--- Data Enclosed Below ---

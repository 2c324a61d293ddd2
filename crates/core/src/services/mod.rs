//! Business logic services.

#![allow(missing_docs)]

pub mod auth;
pub mod category;
pub mod complaint;
pub mod stats;
pub mod user;

pub use auth::{AuthService, Claims, INVALID_TOKEN_MESSAGE};
pub use category::{CategoryService, CreateCategoryInput, DEFAULT_CATEGORIES, UpdateCategoryInput};
pub use complaint::{
    AssignInput, CommentInput, ComplaintQuery, ComplaintService, CreateComplaintInput,
    UpdateStatusInput,
};
pub use stats::{ComplaintStats, StatsService, UserStats};
pub use user::{
    AuthOutcome, LoginInput, RegisterInput, SetActiveInput, UpdateProfileInput, UserQuery,
    UserService,
};

use serde::{Deserialize, Serialize};

/// Default page size for listings.
pub const DEFAULT_LIMIT: u64 = 10;

/// Largest page a client may request.
pub const MAX_LIMIT: u64 = 100;

/// Page position requested by a client.
#[derive(Debug, Clone, Copy, PartialEq, Eq, Deserialize)]
pub struct PageRequest {
    pub page: u64,
    pub limit: u64,
}

impl PageRequest {
    /// Normalize raw query values: page starts at 1, limit within `1..=MAX_LIMIT`.
    #[must_use]
    pub fn new(page: Option<u64>, limit: Option<u64>) -> Self {
        Self {
            page: page.unwrap_or(1).max(1),
            limit: limit.unwrap_or(DEFAULT_LIMIT).clamp(1, MAX_LIMIT),
        }
    }

    #[must_use]
    pub const fn offset(&self) -> u64 {
        (self.page - 1).saturating_mul(self.limit)
    }
}

impl Default for PageRequest {
    fn default() -> Self {
        Self::new(None, None)
    }
}

/// One page of results plus the totals clients paginate with.
#[derive(Debug, Clone, PartialEq, Eq, Serialize)]
#[serde(rename_all = "camelCase")]
pub struct Page<T> {
    #[serde(skip)]
    pub items: Vec<T>,
    pub total_pages: u64,
    pub current_page: u64,
    pub total: u64,
}

impl<T> Page<T> {
    #[must_use]
    pub fn new(items: Vec<T>, total: u64, request: PageRequest) -> Self {
        Self {
            items,
            total_pages: total.div_ceil(request.limit.max(1)),
            current_page: request.page,
            total,
        }
    }
}

#[cfg(test)]
mod tests {
    use super::*;

    #[test]
    fn test_page_request_defaults_and_bounds() {
        assert_eq!(PageRequest::default(), PageRequest { page: 1, limit: 10 });
        assert_eq!(PageRequest::new(Some(0), Some(0)), PageRequest { page: 1, limit: 1 });
        assert_eq!(PageRequest::new(Some(3), Some(500)).limit, MAX_LIMIT);
        assert_eq!(PageRequest::new(Some(3), Some(20)).offset(), 40);
    }

    #[test]
    fn test_total_pages_rounds_up() {
        let request = PageRequest::new(Some(2), Some(10));
        assert_eq!(Page::<()>::new(vec![], 0, request).total_pages, 0);
        assert_eq!(Page::<()>::new(vec![], 10, request).total_pages, 1);
        assert_eq!(Page::<()>::new(vec![], 11, request).total_pages, 2);
        assert_eq!(Page::<()>::new(vec![], 11, request).current_page, 2);
    }
}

--- End of Enclosed Data ---

### Problem
Your answer should be the records themselves, returned word for word.

### Solution to this task
repository 2c324a61d293ddd2
filename crates/core/src/services/mod.rs
//! Business logic services.

#![allow(missing_docs)]

pub mod auth;
pub mod category;
pub mod complaint;
pub mod stats;
pub mod user;

pub use auth::{AuthService, Claims, INVALID_TOKEN_MESSAGE};
pub use category::{CategoryService, CreateCategoryInput, DEFAULT_CATEGORIES, UpdateCategoryInput};
pub use complaint::{
    AssignInput, CommentInput, ComplaintQuery, ComplaintService, CreateComplaintInput,
    UpdateStatusInput,
};
pub use stats::{ComplaintStats, StatsService, UserStats};
pub use user::{
    AuthOutcome, LoginInput, RegisterInput, SetActiveInput, UpdateProfileInput, UserQuery,
    UserService,
};

use serde::{Deserialize, Serialize};

/// Default page size for listings.
pub const DEFAULT_LIMIT: u64 = 10;

/// Largest page a client may request.
pub const MAX_LIMIT: u64 = 100;

/// Page position requested by a client.
#[derive(Debug, Clone, Copy, PartialEq, Eq, Deserialize)]
pub struct PageRequest {
    pub page: u64,
    pub limit: u64,
}

impl PageRequest {
    /// Normalize raw query values: page starts at 1, limit within `1..=MAX_LIMIT`.
    #[must_use]
    pub fn new(page: Option<u64>, limit: Option<u64>) -> Self {
        Self {
            page: page.unwrap_or(1).max(1),
            limit: limit.unwrap_or(DEFAULT_LIMIT).clamp(1, MAX_LIMIT),
        }
    }

    #[must_use]
    pub const fn offset(&self) -> u64 {
        (self.page - 1).saturating_mul(self.limit)
    }
}

impl Default for PageRequest {
    fn default() -> Self {
        Self::new(None, None)
    }
}

/// One page of results plus the totals clients paginate with.
#[derive(Debug, Clone, PartialEq, Eq, Serialize)]
#[serde(rename_all = "camelCase")]
pub struct Page<T> {
    #[serde(skip)]
    pub items: Vec<T>,
    pub total_pages: u64,
    pub current_page: u64,
    pub total: u64,
}

impl<T> Page<T> {
    #[must_use]
    pub fn new(items: Vec<T>, total: u64, request: PageRequest) -> Self {
        Self {
            items,
            total_pages: total.div_ceil(request.limit.max(1)),
            current_page: request.page,
            total,
        }
    }
}

#[cfg(test)]
mod tests {
    use super::*;

    #[test]
    fn test_page_request_defaults_and_bounds() {
        assert_eq!(PageRequest::default(), PageRequest { page: 1, limit: 10 });
        assert_eq!(PageRequest::new(Some(0), Some(0)), PageRequest { page: 1, limit: 1 });
        assert_eq!(PageRequest::new(Some(3), Some(500)).limit, MAX_LIMIT);
        assert_eq!(PageRequest::new(Some(3), Some(20)).offset(), 40);
    }

    #[test]
    fn test_total_pages_rounds_up() {
        let request = PageRequest::new(Some(2), Some(10));
        assert_eq!(Page::<()>::new(vec![], 0, request).total_pages, 0);
        assert_eq!(Page::<()>::new(vec![], 10, request).total_pages, 1);
        assert_eq!(Page::<()>::new(vec![], 11, request).total_pages, 2);
        assert_eq!(Page::<()>::new(vec![], 11, request).current_page, 2);
    }
}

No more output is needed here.